Start of Block

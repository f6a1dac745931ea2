use crate::http::build_client;
use crate::models::Marketplace;
use async_trait::async_trait;
use reqwest::Client;
use serde::{Deserialize, Serialize};
use serde_json::{Value, json};
use std::collections::HashMap;
use thiserror::Error;

#[derive(Debug, Error)]
pub enum OracleError {
    #[error("missing gateway url")]
    MissingGateway,
    #[error("http error: {0}")]
    Http(String),
    #[error("invalid response: {0}")]
    InvalidResponse(String),
}

/// What the validator knows about the item when asking for suggestions.
#[derive(Debug, Clone, Serialize, Default)]
pub struct ItemContext {
    pub title: String,
    pub description: Option<String>,
    pub brand: Option<String>,
    pub category: Option<String>,
    pub condition: Option<String>,
    pub price: Option<f64>,
}

#[derive(Debug, Clone, Deserialize)]
pub struct Suggestion {
    pub value: Value,
    pub confidence: f64,
    #[serde(default)]
    pub reasoning: String,
}

/// Suggestion source for missing listing fields. Implementations may be
/// AI-backed or rule-based; the validator treats them identically.
#[async_trait]
pub trait FillOracle: Send + Sync {
    async fn suggest(
        &self,
        marketplace: Marketplace,
        missing_fields: &[String],
        item: &ItemContext,
    ) -> Result<HashMap<String, Suggestion>, OracleError>;
}

#[derive(Debug, Clone)]
pub struct GatewayConfig {
    pub gateway_url: String,
    pub api_key: Option<String>,
    pub function_name: Option<String>,
}

impl GatewayConfig {
    pub fn from_env() -> Option<Self> {
        let gateway_url = std::env::var("ORACLE_GATEWAY_URL").ok()?;
        Some(Self {
            gateway_url,
            api_key: std::env::var("ORACLE_API_KEY").ok(),
            function_name: std::env::var("ORACLE_FUNCTION").ok(),
        })
    }
}

/// LLM-gateway oracle: one inference call per validation pass, response is a
/// JSON object keyed by field name.
pub struct GatewayOracle {
    http: Client,
    config: GatewayConfig,
}

impl GatewayOracle {
    pub fn new(config: GatewayConfig) -> Self {
        Self {
            http: build_client(),
            config,
        }
    }
}

#[async_trait]
impl FillOracle for GatewayOracle {
    async fn suggest(
        &self,
        marketplace: Marketplace,
        missing_fields: &[String],
        item: &ItemContext,
    ) -> Result<HashMap<String, Suggestion>, OracleError> {
        let gateway = self.config.gateway_url.trim();
        if gateway.is_empty() {
            return Err(OracleError::MissingGateway);
        }
        let function_name = self
            .config
            .function_name
            .as_deref()
            .unwrap_or("listing_gap_fill");
        let prompt = format!(
            "Suggest values for the missing {marketplace} listing fields {missing_fields:?}. \
             Item: {item}. Respond with a JSON object keyed by field name, each value \
             {{\"value\": ..., \"confidence\": 0.0-1.0, \"reasoning\": \"...\"}}.",
            item = serde_json::to_string(item).unwrap_or_default(),
        );

        let body = json!({
            "function_name": function_name,
            "input": { "messages": [{ "role": "user", "content": prompt }] },
        });
        let mut request = self.http.post(format!("{gateway}/inference")).json(&body);
        if let Some(key) = &self.config.api_key {
            request = request.header("X-API-Key", key);
        }
        let response = request
            .send()
            .await
            .map_err(|err| OracleError::Http(err.to_string()))?;
        if !response.status().is_success() {
            return Err(OracleError::Http(format!("HTTP {}", response.status())));
        }

        let payload: GatewayResponse = response
            .json()
            .await
            .map_err(|err| OracleError::InvalidResponse(err.to_string()))?;
        let text = payload
            .content
            .into_iter()
            .find(|item| item.r#type == "text")
            .map(|item| item.text)
            .ok_or_else(|| OracleError::InvalidResponse("missing text".into()))?;
        serde_json::from_str(&text).map_err(|err| OracleError::InvalidResponse(err.to_string()))
    }
}

#[derive(Debug, Deserialize)]
struct GatewayResponse {
    content: Vec<GatewayContent>,
}

#[derive(Debug, Deserialize)]
struct GatewayContent {
    r#type: String,
    text: String,
}

/// Deterministic fallback used when no gateway is configured or the gateway
/// call fails mid-validation.
#[derive(Debug, Clone, Copy, Default)]
pub struct RuleOracle;

struct CategoryRule {
    label: &'static str,
    keywords: &'static [&'static str],
}

const CATEGORY_RULES: [CategoryRule; 5] = [
    CategoryRule {
        label: "clothing",
        keywords: &["shirt", "jacket", "jeans", "dress", "hoodie", "fleece"],
    },
    CategoryRule {
        label: "shoes",
        keywords: &["shoe", "sneaker", "boot", "sandal", "heel"],
    },
    CategoryRule {
        label: "electronics",
        keywords: &["headphones", "camera", "console", "phone", "speaker"],
    },
    CategoryRule {
        label: "collectibles",
        keywords: &["vintage", "retro", "card", "figure", "collectible"],
    },
    CategoryRule {
        label: "accessories",
        keywords: &["bag", "belt", "hat", "wallet", "scarf", "watch"],
    },
];

impl RuleOracle {
    fn suggest_field(field: &str, item: &ItemContext) -> Option<Suggestion> {
        let title = item.title.to_lowercase();
        match field {
            "condition" => Some(Suggestion {
                value: json!("used_good"),
                confidence: 0.85,
                reasoning: "most resale inventory lists as used in good condition".to_string(),
            }),
            "category" => {
                let rule = CATEGORY_RULES.iter().find(|rule| {
                    rule.keywords.iter().any(|keyword| title.contains(keyword))
                })?;
                Some(Suggestion {
                    value: json!(rule.label),
                    confidence: 0.7,
                    reasoning: format!("title keywords matched `{}`", rule.label),
                })
            }
            "brand" => {
                // first capitalized token of the title is the usual brand slot
                let candidate = item
                    .title
                    .split_whitespace()
                    .find(|word| word.chars().next().is_some_and(char::is_uppercase))?;
                Some(Suggestion {
                    value: json!(candidate),
                    confidence: 0.55,
                    reasoning: format!("leading title token `{candidate}` looks like a brand"),
                })
            }
            "price" => {
                let price = item.price?;
                Some(Suggestion {
                    value: json!((price * 100.0).round() / 100.0),
                    confidence: 0.6,
                    reasoning: "carried over from the general form".to_string(),
                })
            }
            "shipping_profile" => Some(Suggestion {
                value: json!("standard"),
                confidence: 0.9,
                reasoning: "standard shipping is the saved default".to_string(),
            }),
            _ => None,
        }
    }
}

#[async_trait]
impl FillOracle for RuleOracle {
    async fn suggest(
        &self,
        _marketplace: Marketplace,
        missing_fields: &[String],
        item: &ItemContext,
    ) -> Result<HashMap<String, Suggestion>, OracleError> {
        let mut suggestions = HashMap::new();
        for field in missing_fields {
            if let Some(suggestion) = Self::suggest_field(field, item) {
                suggestions.insert(field.clone(), suggestion);
            }
        }
        Ok(suggestions)
    }
}

/// Gateway when configured, rules otherwise.
pub fn oracle_from_env() -> std::sync::Arc<dyn FillOracle> {
    match GatewayConfig::from_env() {
        Some(config) => std::sync::Arc::new(GatewayOracle::new(config)),
        None => std::sync::Arc::new(RuleOracle),
    }
}

#[cfg(test)]
mod tests {
    use super::*;

    fn context(title: &str) -> ItemContext {
        ItemContext {
            title: title.to_string(),
            ..Default::default()
        }
    }

    #[tokio::test]
    async fn rule_oracle_covers_condition_and_category() {
        let oracle = RuleOracle;
        let suggestions = oracle
            .suggest(
                Marketplace::Mercari,
                &["condition".to_string(), "category".to_string()],
                &context("Nike running sneakers size 10"),
            )
            .await
            .expect("suggest");
        assert_eq!(suggestions["condition"].value, json!("used_good"));
        assert_eq!(suggestions["category"].value, json!("shoes"));
        assert!(suggestions["category"].confidence < suggestions["condition"].confidence);
    }

    #[tokio::test]
    async fn rule_oracle_skips_fields_it_cannot_answer() {
        let oracle = RuleOracle;
        let suggestions = oracle
            .suggest(
                Marketplace::Poshmark,
                &["size".to_string()],
                &context("plain tote"),
            )
            .await
            .expect("suggest");
        assert!(suggestions.is_empty());
    }
}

End of Block

■ **WHAT YOU ARE ASKED TO DO**
Copy every line that contains "token" from the listing above.

■ **SOLUTION TO THE EXERCISE**
                // first capitalized token of the title is the usual brand slot
                    reasoning: format!("leading title token `{candidate}` looks like a brand"),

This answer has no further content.